#### EXERCISE PROMPT
Each entry must appear in the answer exactly as given.

++++ SOURCE INFORMATION ++++

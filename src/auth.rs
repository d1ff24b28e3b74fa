//! Service-account identity: credential decoding, RS256 assertion signing, and bearer tokens.

pub mod assertion;
pub mod credential;
pub mod token;

pub use assertion::*;
pub use credential::*;
pub use token::*;
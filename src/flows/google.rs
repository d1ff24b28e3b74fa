//! Google Indexing API client: one authenticated publish call per URL.
//!
//! The API has no batch endpoint. After a single token exchange, URLs are published one at a
//! time, in order, so outbound load stays bounded and each failure is attributed to its URL.
//! A failed URL never stops the remaining ones; all failures are joined into one detail.

// self
use crate::{
	_prelude::*,
	auth::{BearerToken, ServiceAccountCredential},
	error::TransportResultExt,
	flows::common,
	http::{ReqwestHttpClient, ResponseSummary},
	oauth::TokenExchanger,
	report::{BackendResult, NO_VALID_URLS},
};

/// Notification type announcing new or changed content.
pub const URL_UPDATED: &str = "URL_UPDATED";

const TARGET: &str = "the Google Indexing API";

#[derive(Debug, Serialize)]
struct UrlNotification<'a> {
	url: &'a str,
	#[serde(rename = "type")]
	kind: &'static str,
}

/// Service-account authenticated publisher for the Google Indexing API.
#[derive(Clone, Debug)]
pub struct GoogleIndexingClient {
	http_client: Arc<ReqwestHttpClient>,
	exchanger: TokenExchanger,
	publish_endpoint: Url,
}
impl GoogleIndexingClient {
	/// Creates a client that authenticates through `exchanger` and publishes to
	/// `publish_endpoint`.
	pub fn new(
		http_client: impl Into<Arc<ReqwestHttpClient>>,
		exchanger: TokenExchanger,
		publish_endpoint: Url,
	) -> Self {
		Self { http_client: http_client.into(), exchanger, publish_endpoint }
	}

	/// Decodes the base64 key file in `credentials_base64` and publishes every URL.
	///
	/// Credential problems fail before any network call. A failed token exchange fails the whole
	/// run with the exchange error.
	pub async fn publish_all<I, S>(&self, urls: I, credentials_base64: &str) -> Result<BackendResult>
	where
		I: IntoIterator<Item = S>,
		S: AsRef<str>,
	{
		let credential = ServiceAccountCredential::from_base64(credentials_base64)?;

		self.publish_with(urls, &credential).await
	}

	/// Publishes every URL using an already decoded `credential`.
	pub async fn publish_with<I, S>(
		&self,
		urls: I,
		credential: &ServiceAccountCredential,
	) -> Result<BackendResult>
	where
		I: IntoIterator<Item = S>,
		S: AsRef<str>,
	{
		let urls = common::normalize_urls(urls);

		if urls.is_empty() {
			return Ok(BackendResult::failure(NO_VALID_URLS));
		}

		let token = self.exchanger.exchange(credential).await?;
		let mut failures = Vec::new();

		for url in &urls {
			if let Err(failure) = self.publish_one(&token, url).await {
				failures.push(failure);
			}
		}

		if failures.is_empty() {
			Ok(BackendResult::success())
		} else {
			Ok(BackendResult::failure(failures.join("; ")))
		}
	}

	async fn publish_one(&self, token: &BearerToken, url: &Url) -> Result<(), String> {
		let notification = UrlNotification { url: url.as_str(), kind: URL_UPDATED };
		let response = self
			.http_client
			.post(self.publish_endpoint.clone())
			.header(reqwest::header::AUTHORIZATION, token.authorization())
			.json(&notification)
			.send()
			.await
			.or_transport(TARGET)
			.map_err(|e| format!("Failed for {url}: {e}"))?;

		if response.status().is_success() {
			return Ok(());
		}

		match ResponseSummary::read(response).await.or_transport(TARGET) {
			Ok(summary) => Err(format!("Failed for {url}: {} {}", summary.status, summary.body)),
			Err(e) => Err(format!("Failed for {url}: {e}")),
		}
	}
}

++++

#### REPLY
filename src/auth.rs
repository d1ff24b28e3b74fa
//! Service-account identity: credential decoding, RS256 assertion signing, and bearer tokens.

pub mod assertion;
pub mod credential;
pub mod token;

pub use assertion::*;
pub use credential::*;
pub use token::*;
filename src/flows/google.rs
repository d1ff24b28e3b74fa
//! Google Indexing API client: one authenticated publish call per URL.
//!
//! The API has no batch endpoint. After a single token exchange, URLs are published one at a
//! time, in order, so outbound load stays bounded and each failure is attributed to its URL.
//! A failed URL never stops the remaining ones; all failures are joined into one detail.

// self
use crate::{
	_prelude::*,
	auth::{BearerToken, ServiceAccountCredential},
	error::TransportResultExt,
	flows::common,
	http::{ReqwestHttpClient, ResponseSummary},
	oauth::TokenExchanger,
	report::{BackendResult, NO_VALID_URLS},
};

/// Notification type announcing new or changed content.
pub const URL_UPDATED: &str = "URL_UPDATED";

const TARGET: &str = "the Google Indexing API";

#[derive(Debug, Serialize)]
struct UrlNotification<'a> {
	url: &'a str,
	#[serde(rename = "type")]
	kind: &'static str,
}

/// Service-account authenticated publisher for the Google Indexing API.
#[derive(Clone, Debug)]
pub struct GoogleIndexingClient {
	http_client: Arc<ReqwestHttpClient>,
	exchanger: TokenExchanger,
	publish_endpoint: Url,
}
impl GoogleIndexingClient {
	/// Creates a client that authenticates through `exchanger` and publishes to
	/// `publish_endpoint`.
	pub fn new(
		http_client: impl Into<Arc<ReqwestHttpClient>>,
		exchanger: TokenExchanger,
		publish_endpoint: Url,
	) -> Self {
		Self { http_client: http_client.into(), exchanger, publish_endpoint }
	}

	/// Decodes the base64 key file in `credentials_base64` and publishes every URL.
	///
	/// Credential problems fail before any network call. A failed token exchange fails the whole
	/// run with the exchange error.
	pub async fn publish_all<I, S>(&self, urls: I, credentials_base64: &str) -> Result<BackendResult>
	where
		I: IntoIterator<Item = S>,
		S: AsRef<str>,
	{
		let credential = ServiceAccountCredential::from_base64(credentials_base64)?;

		self.publish_with(urls, &credential).await
	}

	/// Publishes every URL using an already decoded `credential`.
	pub async fn publish_with<I, S>(
		&self,
		urls: I,
		credential: &ServiceAccountCredential,
	) -> Result<BackendResult>
	where
		I: IntoIterator<Item = S>,
		S: AsRef<str>,
	{
		let urls = common::normalize_urls(urls);

		if urls.is_empty() {
			return Ok(BackendResult::failure(NO_VALID_URLS));
		}

		let token = self.exchanger.exchange(credential).await?;
		let mut failures = Vec::new();

		for url in &urls {
			if let Err(failure) = self.publish_one(&token, url).await {
				failures.push(failure);
			}
		}

		if failures.is_empty() {
			Ok(BackendResult::success())
		} else {
			Ok(BackendResult::failure(failures.join("; ")))
		}
	}

	async fn publish_one(&self, token: &BearerToken, url: &Url) -> Result<(), String> {
		let notification = UrlNotification { url: url.as_str(), kind: URL_UPDATED };
		let response = self
			.http_client
			.post(self.publish_endpoint.clone())
			.header(reqwest::header::AUTHORIZATION, token.authorization())
			.json(&notification)
			.send()
			.await
			.or_transport(TARGET)
			.map_err(|e| format!("Failed for {url}: {e}"))?;

		if response.status().is_success() {
			return Ok(());
		}

		match ResponseSummary::read(response).await.or_transport(TARGET) {
			Ok(summary) => Err(format!("Failed for {url}: {} {}", summary.status, summary.body)),
			Err(e) => Err(format!("Failed for {url}: {e}")),
		}
	}
}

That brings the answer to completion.